Problem to work on:
The answer must consist of every line below that contains the word "ErrorKind".

Dataset excerpts:
___

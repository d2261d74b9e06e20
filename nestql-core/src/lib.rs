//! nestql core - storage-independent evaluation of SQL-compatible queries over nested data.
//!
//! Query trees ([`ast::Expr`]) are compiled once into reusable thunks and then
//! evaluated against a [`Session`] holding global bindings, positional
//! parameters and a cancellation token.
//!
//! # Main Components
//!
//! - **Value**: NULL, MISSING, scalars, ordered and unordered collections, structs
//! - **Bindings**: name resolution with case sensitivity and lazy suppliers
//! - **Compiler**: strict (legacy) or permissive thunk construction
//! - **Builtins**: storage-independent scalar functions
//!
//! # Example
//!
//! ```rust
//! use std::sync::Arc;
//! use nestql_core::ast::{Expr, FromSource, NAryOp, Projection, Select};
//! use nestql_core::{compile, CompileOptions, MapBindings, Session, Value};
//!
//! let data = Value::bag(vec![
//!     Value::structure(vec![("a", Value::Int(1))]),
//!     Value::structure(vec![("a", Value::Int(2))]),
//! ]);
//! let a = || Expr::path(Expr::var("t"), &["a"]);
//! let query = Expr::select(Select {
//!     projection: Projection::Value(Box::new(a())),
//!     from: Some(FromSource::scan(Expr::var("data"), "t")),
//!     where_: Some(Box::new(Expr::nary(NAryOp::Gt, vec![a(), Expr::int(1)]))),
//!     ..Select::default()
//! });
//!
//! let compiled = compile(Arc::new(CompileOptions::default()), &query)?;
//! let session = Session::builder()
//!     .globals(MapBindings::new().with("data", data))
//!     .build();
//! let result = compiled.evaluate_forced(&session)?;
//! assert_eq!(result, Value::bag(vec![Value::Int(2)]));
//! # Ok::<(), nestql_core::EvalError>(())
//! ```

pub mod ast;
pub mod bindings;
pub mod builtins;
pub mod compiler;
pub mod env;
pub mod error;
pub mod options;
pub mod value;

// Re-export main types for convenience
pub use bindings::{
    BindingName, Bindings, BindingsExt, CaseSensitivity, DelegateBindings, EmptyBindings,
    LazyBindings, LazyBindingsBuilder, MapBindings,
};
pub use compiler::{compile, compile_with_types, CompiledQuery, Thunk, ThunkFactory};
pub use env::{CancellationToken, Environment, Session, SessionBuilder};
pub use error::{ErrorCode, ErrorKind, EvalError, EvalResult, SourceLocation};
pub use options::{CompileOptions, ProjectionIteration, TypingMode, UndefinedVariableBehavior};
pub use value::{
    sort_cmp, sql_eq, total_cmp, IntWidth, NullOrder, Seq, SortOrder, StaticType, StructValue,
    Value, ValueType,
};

___

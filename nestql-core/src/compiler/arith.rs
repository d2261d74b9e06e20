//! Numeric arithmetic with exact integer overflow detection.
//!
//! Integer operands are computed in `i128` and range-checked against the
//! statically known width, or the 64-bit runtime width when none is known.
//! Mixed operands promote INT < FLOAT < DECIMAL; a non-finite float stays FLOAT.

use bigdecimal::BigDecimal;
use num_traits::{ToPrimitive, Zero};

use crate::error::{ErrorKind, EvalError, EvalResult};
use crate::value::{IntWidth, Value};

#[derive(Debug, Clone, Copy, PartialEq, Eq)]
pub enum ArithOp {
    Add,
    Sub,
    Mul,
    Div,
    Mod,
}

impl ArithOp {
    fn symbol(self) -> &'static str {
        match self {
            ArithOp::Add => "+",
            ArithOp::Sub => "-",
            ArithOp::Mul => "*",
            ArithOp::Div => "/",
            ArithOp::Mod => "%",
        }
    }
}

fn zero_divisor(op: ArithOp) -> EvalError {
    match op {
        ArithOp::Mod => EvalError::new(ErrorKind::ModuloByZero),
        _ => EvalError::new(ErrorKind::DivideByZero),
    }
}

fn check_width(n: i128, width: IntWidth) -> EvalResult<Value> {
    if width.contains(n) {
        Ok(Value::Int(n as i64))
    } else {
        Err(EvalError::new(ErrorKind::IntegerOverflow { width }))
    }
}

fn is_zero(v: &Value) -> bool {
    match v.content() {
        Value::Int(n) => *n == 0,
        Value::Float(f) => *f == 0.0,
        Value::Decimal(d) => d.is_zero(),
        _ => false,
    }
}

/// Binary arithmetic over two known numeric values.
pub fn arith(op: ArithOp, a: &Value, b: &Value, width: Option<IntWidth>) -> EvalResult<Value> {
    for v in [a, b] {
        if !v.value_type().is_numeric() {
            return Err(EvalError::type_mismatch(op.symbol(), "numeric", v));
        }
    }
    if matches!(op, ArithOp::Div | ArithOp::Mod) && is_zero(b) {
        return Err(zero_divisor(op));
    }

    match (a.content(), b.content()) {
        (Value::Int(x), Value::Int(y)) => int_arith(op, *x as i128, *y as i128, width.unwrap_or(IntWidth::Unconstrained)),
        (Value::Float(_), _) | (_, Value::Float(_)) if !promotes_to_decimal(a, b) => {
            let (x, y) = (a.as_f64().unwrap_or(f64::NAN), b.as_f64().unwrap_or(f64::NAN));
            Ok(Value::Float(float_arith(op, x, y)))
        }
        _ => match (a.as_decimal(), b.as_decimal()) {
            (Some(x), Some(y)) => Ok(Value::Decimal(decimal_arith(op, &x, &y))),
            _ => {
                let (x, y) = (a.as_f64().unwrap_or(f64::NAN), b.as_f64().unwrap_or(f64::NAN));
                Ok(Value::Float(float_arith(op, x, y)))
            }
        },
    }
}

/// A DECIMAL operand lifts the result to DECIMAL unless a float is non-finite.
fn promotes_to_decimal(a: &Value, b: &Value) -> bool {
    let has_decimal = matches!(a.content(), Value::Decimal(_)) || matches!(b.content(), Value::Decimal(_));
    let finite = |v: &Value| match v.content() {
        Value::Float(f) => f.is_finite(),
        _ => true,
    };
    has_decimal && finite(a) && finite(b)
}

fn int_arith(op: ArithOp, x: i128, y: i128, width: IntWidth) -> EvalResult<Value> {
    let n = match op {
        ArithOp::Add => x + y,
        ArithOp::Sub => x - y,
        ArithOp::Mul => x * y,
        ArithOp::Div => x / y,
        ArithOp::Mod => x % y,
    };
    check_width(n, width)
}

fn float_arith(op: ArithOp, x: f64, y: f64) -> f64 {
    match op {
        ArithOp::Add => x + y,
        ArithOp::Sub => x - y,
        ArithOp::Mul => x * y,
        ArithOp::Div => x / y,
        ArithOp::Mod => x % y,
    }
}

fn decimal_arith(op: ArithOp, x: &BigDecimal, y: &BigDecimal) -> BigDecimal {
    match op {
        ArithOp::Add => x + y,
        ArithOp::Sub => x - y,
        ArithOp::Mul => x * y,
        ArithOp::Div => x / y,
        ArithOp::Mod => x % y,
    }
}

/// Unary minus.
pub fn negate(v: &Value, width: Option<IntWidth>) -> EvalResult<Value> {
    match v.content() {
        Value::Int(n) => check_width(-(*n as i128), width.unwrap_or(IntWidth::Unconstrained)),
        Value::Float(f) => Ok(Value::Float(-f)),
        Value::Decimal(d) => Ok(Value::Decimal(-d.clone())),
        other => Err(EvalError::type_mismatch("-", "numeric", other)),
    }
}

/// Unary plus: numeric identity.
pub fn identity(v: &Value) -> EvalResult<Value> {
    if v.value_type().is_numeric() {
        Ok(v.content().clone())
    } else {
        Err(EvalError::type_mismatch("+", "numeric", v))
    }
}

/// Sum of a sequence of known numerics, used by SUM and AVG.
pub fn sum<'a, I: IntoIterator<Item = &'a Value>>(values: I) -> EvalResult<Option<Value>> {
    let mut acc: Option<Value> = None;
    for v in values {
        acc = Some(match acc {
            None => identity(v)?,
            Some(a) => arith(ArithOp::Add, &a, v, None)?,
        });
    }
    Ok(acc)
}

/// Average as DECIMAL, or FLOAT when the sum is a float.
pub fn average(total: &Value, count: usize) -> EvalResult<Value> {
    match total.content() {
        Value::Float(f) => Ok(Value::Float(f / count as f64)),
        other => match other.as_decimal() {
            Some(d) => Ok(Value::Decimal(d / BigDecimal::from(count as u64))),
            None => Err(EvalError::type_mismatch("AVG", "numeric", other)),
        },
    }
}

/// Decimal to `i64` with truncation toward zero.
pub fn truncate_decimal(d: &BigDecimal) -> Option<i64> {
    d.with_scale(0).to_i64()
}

___

Output below:
pub use error::{ErrorCode, ErrorKind, EvalError, EvalResult, SourceLocation};
use crate::error::{ErrorKind, EvalError, EvalResult};
        ArithOp::Mod => EvalError::new(ErrorKind::ModuloByZero),
        _ => EvalError::new(ErrorKind::DivideByZero),
        Err(EvalError::new(ErrorKind::IntegerOverflow { width }))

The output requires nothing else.